▶ Task description
An identical copy of all the records is what the answer must contain.
**** Data excerpts
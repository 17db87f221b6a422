//! PC-speaker synthetic decoder: a mutex-guarded tone queue consumed by a
//! phase-accumulator square-wave generator.

use crate::mml::{self, Articulation, Tone};
use sonoplex_decode::{Decoder, IoStream, Result};
use std::collections::VecDeque;
use std::sync::Mutex;

const AMPLITUDE: f32 = 0.3;
const OUTPUT_RATE: u32 = 44100;

/// One queued tone, expressed in samples rather than milliseconds once it
/// reaches the decoder (the queue itself stores milliseconds; the decoder
/// converts on pop so the sample rate stays a decoder-local concern).
#[derive(Debug, Clone, Copy)]
struct QueuedTone {
    hz: f32,
    remaining_samples: u64,
}

/// Mutex-guarded deque of tones, shared between control threads (via
/// [`PcSpeakerStream`]) and the real-time callback (via [`PcSpeakerDecoder`]).
#[derive(Default)]
pub struct ToneQueue {
    inner: Mutex<VecDeque<Tone>>,
}

impl ToneQueue {
    #[must_use]
    pub fn new() -> Self {
        Self::default()
    }

    fn push(&self, tone: Tone) {
        if let Ok(mut q) = self.inner.lock() {
            q.push_back(tone);
        }
    }

    fn try_pop(&self) -> Option<Tone> {
        self.inner.try_lock().ok()?.pop_front()
    }

    fn clear(&self) {
        if let Ok(mut q) = self.inner.lock() {
            q.clear();
        }
    }
}

/// Control-thread handle to the tone queue: `sound`/`beep`/`silence`/
/// `clear_queue`/`play_mml`/`get_mml_warnings`, per the `pc_speaker_stream`
/// contract layered on top of the standard audio stream.
#[derive(Default)]
pub struct PcSpeakerStream {
    queue: std::sync::Arc<ToneQueue>,
    last_mml_warnings: Mutex<Vec<String>>,
}

impl PcSpeakerStream {
    #[must_use]
    pub fn new() -> Self {
        Self {
            queue: std::sync::Arc::new(ToneQueue::new()),
            last_mml_warnings: Mutex::new(Vec::new()),
        }
    }

    /// A handle to the underlying queue, for constructing the paired decoder.
    #[must_use]
    pub fn queue_handle(&self) -> std::sync::Arc<ToneQueue> {
        self.queue.clone()
    }

    pub fn sound(&self, hz: f32, duration_ms: u32) {
        self.queue.push(Tone { hz, duration_ms });
    }

    pub fn beep(&self) {
        self.sound(1000.0, 200);
    }

    pub fn silence(&self, duration_ms: u32) {
        self.sound(0.0, duration_ms);
    }

    pub fn clear_queue(&self) {
        self.queue.clear();
    }

    /// Compile and enqueue `text`. Returns the number of tones enqueued.
    ///
    /// # Errors
    ///
    /// Returns an [`mml::MmlError`] only when `strict` is `true`.
    pub fn play_mml(&self, text: &str, strict: bool) -> std::result::Result<usize, mml::MmlError> {
        let program = mml::parse_mml(text, strict)?;
        let tones = mml::events_to_tones(&program.events, Articulation::Normal);
        let count = tones.len();
        for tone in &tones {
            self.queue.push(*tone);
        }
        if let Ok(mut warnings) = self.last_mml_warnings.lock() {
            *warnings = program.warnings;
        }
        Ok(count)
    }

    #[must_use]
    pub fn get_mml_warnings(&self) -> Vec<String> {
        self.last_mml_warnings.lock().map(|w| w.clone()).unwrap_or_default()
    }
}

/// Decoder half of the PC-speaker stream: pulls tones from the shared
/// queue and renders them as a phase-continuous square wave.
pub struct PcSpeakerDecoder {
    queue: std::sync::Arc<ToneQueue>,
    current: Option<QueuedTone>,
    phase: f32,
    open: bool,
}

impl PcSpeakerDecoder {
    #[must_use]
    pub fn new(queue: std::sync::Arc<ToneQueue>) -> Self {
        Self {
            queue,
            current: None,
            phase: -1.0,
            open: false,
        }
    }

    fn advance_tone(&mut self) {
        loop {
            if let Some(tone) = self.current {
                if tone.remaining_samples > 0 {
                    return;
                }
            }
            match self.queue.try_pop() {
                Some(tone) => {
                    let samples =
                        (u64::from(tone.duration_ms) * u64::from(OUTPUT_RATE)) / 1000;
                    self.current = Some(QueuedTone {
                        hz: tone.hz,
                        remaining_samples: samples,
                    });
                }
                None => {
                    self.current = None;
                    return;
                }
            }
        }
    }
}

impl Decoder for PcSpeakerDecoder {
    fn open(&mut self, _stream: Box<dyn IoStream>) -> Result<()> {
        self.open = true;
        Ok(())
    }

    fn decode(&mut self, dst: &mut [f32], call_again: &mut bool, device_channels: u8) -> usize {
        *call_again = true;
        let channels = device_channels.max(1) as usize;
        let frames = dst.len() / channels;

        for frame in 0..frames {
            self.advance_tone();
            let sample = match self.current.as_mut() {
                Some(tone) if tone.hz > 0.0 => {
                    self.phase += 2.0 * tone.hz / OUTPUT_RATE as f32;
                    if self.phase >= 1.0 {
                        self.phase -= 2.0;
                    }
                    tone.remaining_samples -= 1;
                    if self.phase >= 0.0 { AMPLITUDE } else { -AMPLITUDE }
                }
                Some(tone) => {
                    tone.remaining_samples -= 1;
                    0.0
                }
                None => 0.0,
            };
            for ch in 0..channels {
                dst[frame * channels + ch] = sample;
            }
        }

        frames * channels
    }

    fn rewind(&mut self) -> bool {
        self.current = None;
        self.phase = -1.0;
        true
    }

    fn seek_to_time(&mut self, _micros: u64) -> bool {
        false
    }

    fn duration(&self) -> u64 {
        0
    }

    fn channels(&self) -> u8 {
        2
    }

    fn rate(&self) -> u32 {
        OUTPUT_RATE
    }

    fn name(&self) -> &str {
        "pc_speaker"
    }

    fn is_open(&self) -> bool {
        self.open
    }
}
********
▶ Output for this task
repository 17db87f221b6a422
//! PC-speaker synthetic decoder: a mutex-guarded tone queue consumed by a
//! phase-accumulator square-wave generator.

use crate::mml::{self, Articulation, Tone};
use sonoplex_decode::{Decoder, IoStream, Result};
use std::collections::VecDeque;
use std::sync::Mutex;

const AMPLITUDE: f32 = 0.3;
const OUTPUT_RATE: u32 = 44100;

/// One queued tone, expressed in samples rather than milliseconds once it
/// reaches the decoder (the queue itself stores milliseconds; the decoder
/// converts on pop so the sample rate stays a decoder-local concern).
#[derive(Debug, Clone, Copy)]
struct QueuedTone {
    hz: f32,
    remaining_samples: u64,
}

/// Mutex-guarded deque of tones, shared between control threads (via
/// [`PcSpeakerStream`]) and the real-time callback (via [`PcSpeakerDecoder`]).
#[derive(Default)]
pub struct ToneQueue {
    inner: Mutex<VecDeque<Tone>>,
}

impl ToneQueue {
    #[must_use]
    pub fn new() -> Self {
        Self::default()
    }

    fn push(&self, tone: Tone) {
        if let Ok(mut q) = self.inner.lock() {
            q.push_back(tone);
        }
    }

    fn try_pop(&self) -> Option<Tone> {
        self.inner.try_lock().ok()?.pop_front()
    }

    fn clear(&self) {
        if let Ok(mut q) = self.inner.lock() {
            q.clear();
        }
    }
}

/// Control-thread handle to the tone queue: `sound`/`beep`/`silence`/
/// `clear_queue`/`play_mml`/`get_mml_warnings`, per the `pc_speaker_stream`
/// contract layered on top of the standard audio stream.
#[derive(Default)]
pub struct PcSpeakerStream {
    queue: std::sync::Arc<ToneQueue>,
    last_mml_warnings: Mutex<Vec<String>>,
}

impl PcSpeakerStream {
    #[must_use]
    pub fn new() -> Self {
        Self {
            queue: std::sync::Arc::new(ToneQueue::new()),
            last_mml_warnings: Mutex::new(Vec::new()),
        }
    }

    /// A handle to the underlying queue, for constructing the paired decoder.
    #[must_use]
    pub fn queue_handle(&self) -> std::sync::Arc<ToneQueue> {
        self.queue.clone()
    }

    pub fn sound(&self, hz: f32, duration_ms: u32) {
        self.queue.push(Tone { hz, duration_ms });
    }

    pub fn beep(&self) {
        self.sound(1000.0, 200);
    }

    pub fn silence(&self, duration_ms: u32) {
        self.sound(0.0, duration_ms);
    }

    pub fn clear_queue(&self) {
        self.queue.clear();
    }

    /// Compile and enqueue `text`. Returns the number of tones enqueued.
    ///
    /// # Errors
    ///
    /// Returns an [`mml::MmlError`] only when `strict` is `true`.
    pub fn play_mml(&self, text: &str, strict: bool) -> std::result::Result<usize, mml::MmlError> {
        let program = mml::parse_mml(text, strict)?;
        let tones = mml::events_to_tones(&program.events, Articulation::Normal);
        let count = tones.len();
        for tone in &tones {
            self.queue.push(*tone);
        }
        if let Ok(mut warnings) = self.last_mml_warnings.lock() {
            *warnings = program.warnings;
        }
        Ok(count)
    }

    #[must_use]
    pub fn get_mml_warnings(&self) -> Vec<String> {
        self.last_mml_warnings.lock().map(|w| w.clone()).unwrap_or_default()
    }
}

/// Decoder half of the PC-speaker stream: pulls tones from the shared
/// queue and renders them as a phase-continuous square wave.
pub struct PcSpeakerDecoder {
    queue: std::sync::Arc<ToneQueue>,
    current: Option<QueuedTone>,
    phase: f32,
    open: bool,
}

impl PcSpeakerDecoder {
    #[must_use]
    pub fn new(queue: std::sync::Arc<ToneQueue>) -> Self {
        Self {
            queue,
            current: None,
            phase: -1.0,
            open: false,
        }
    }

    fn advance_tone(&mut self) {
        loop {
            if let Some(tone) = self.current {
                if tone.remaining_samples > 0 {
                    return;
                }
            }
            match self.queue.try_pop() {
                Some(tone) => {
                    let samples =
                        (u64::from(tone.duration_ms) * u64::from(OUTPUT_RATE)) / 1000;
                    self.current = Some(QueuedTone {
                        hz: tone.hz,
                        remaining_samples: samples,
                    });
                }
                None => {
                    self.current = None;
                    return;
                }
            }
        }
    }
}

impl Decoder for PcSpeakerDecoder {
    fn open(&mut self, _stream: Box<dyn IoStream>) -> Result<()> {
        self.open = true;
        Ok(())
    }

    fn decode(&mut self, dst: &mut [f32], call_again: &mut bool, device_channels: u8) -> usize {
        *call_again = true;
        let channels = device_channels.max(1) as usize;
        let frames = dst.len() / channels;

        for frame in 0..frames {
            self.advance_tone();
            let sample = match self.current.as_mut() {
                Some(tone) if tone.hz > 0.0 => {
                    self.phase += 2.0 * tone.hz / OUTPUT_RATE as f32;
                    if self.phase >= 1.0 {
                        self.phase -= 2.0;
                    }
                    tone.remaining_samples -= 1;
                    if self.phase >= 0.0 { AMPLITUDE } else { -AMPLITUDE }
                }
                Some(tone) => {
                    tone.remaining_samples -= 1;
                    0.0
                }
                None => 0.0,
            };
            for ch in 0..channels {
                dst[frame * channels + ch] = sample;
            }
        }

        frames * channels
    }

    fn rewind(&mut self) -> bool {
        self.current = None;
        self.phase = -1.0;
        true
    }

    fn seek_to_time(&mut self, _micros: u64) -> bool {
        false
    }

    fn duration(&self) -> u64 {
        0
    }

    fn channels(&self) -> u8 {
        2
    }

    fn rate(&self) -> u32 {
        OUTPUT_RATE
    }

    fn name(&self) -> &str {
        "pc_speaker"
    }

    fn is_open(&self) -> bool {
        self.open
    }
}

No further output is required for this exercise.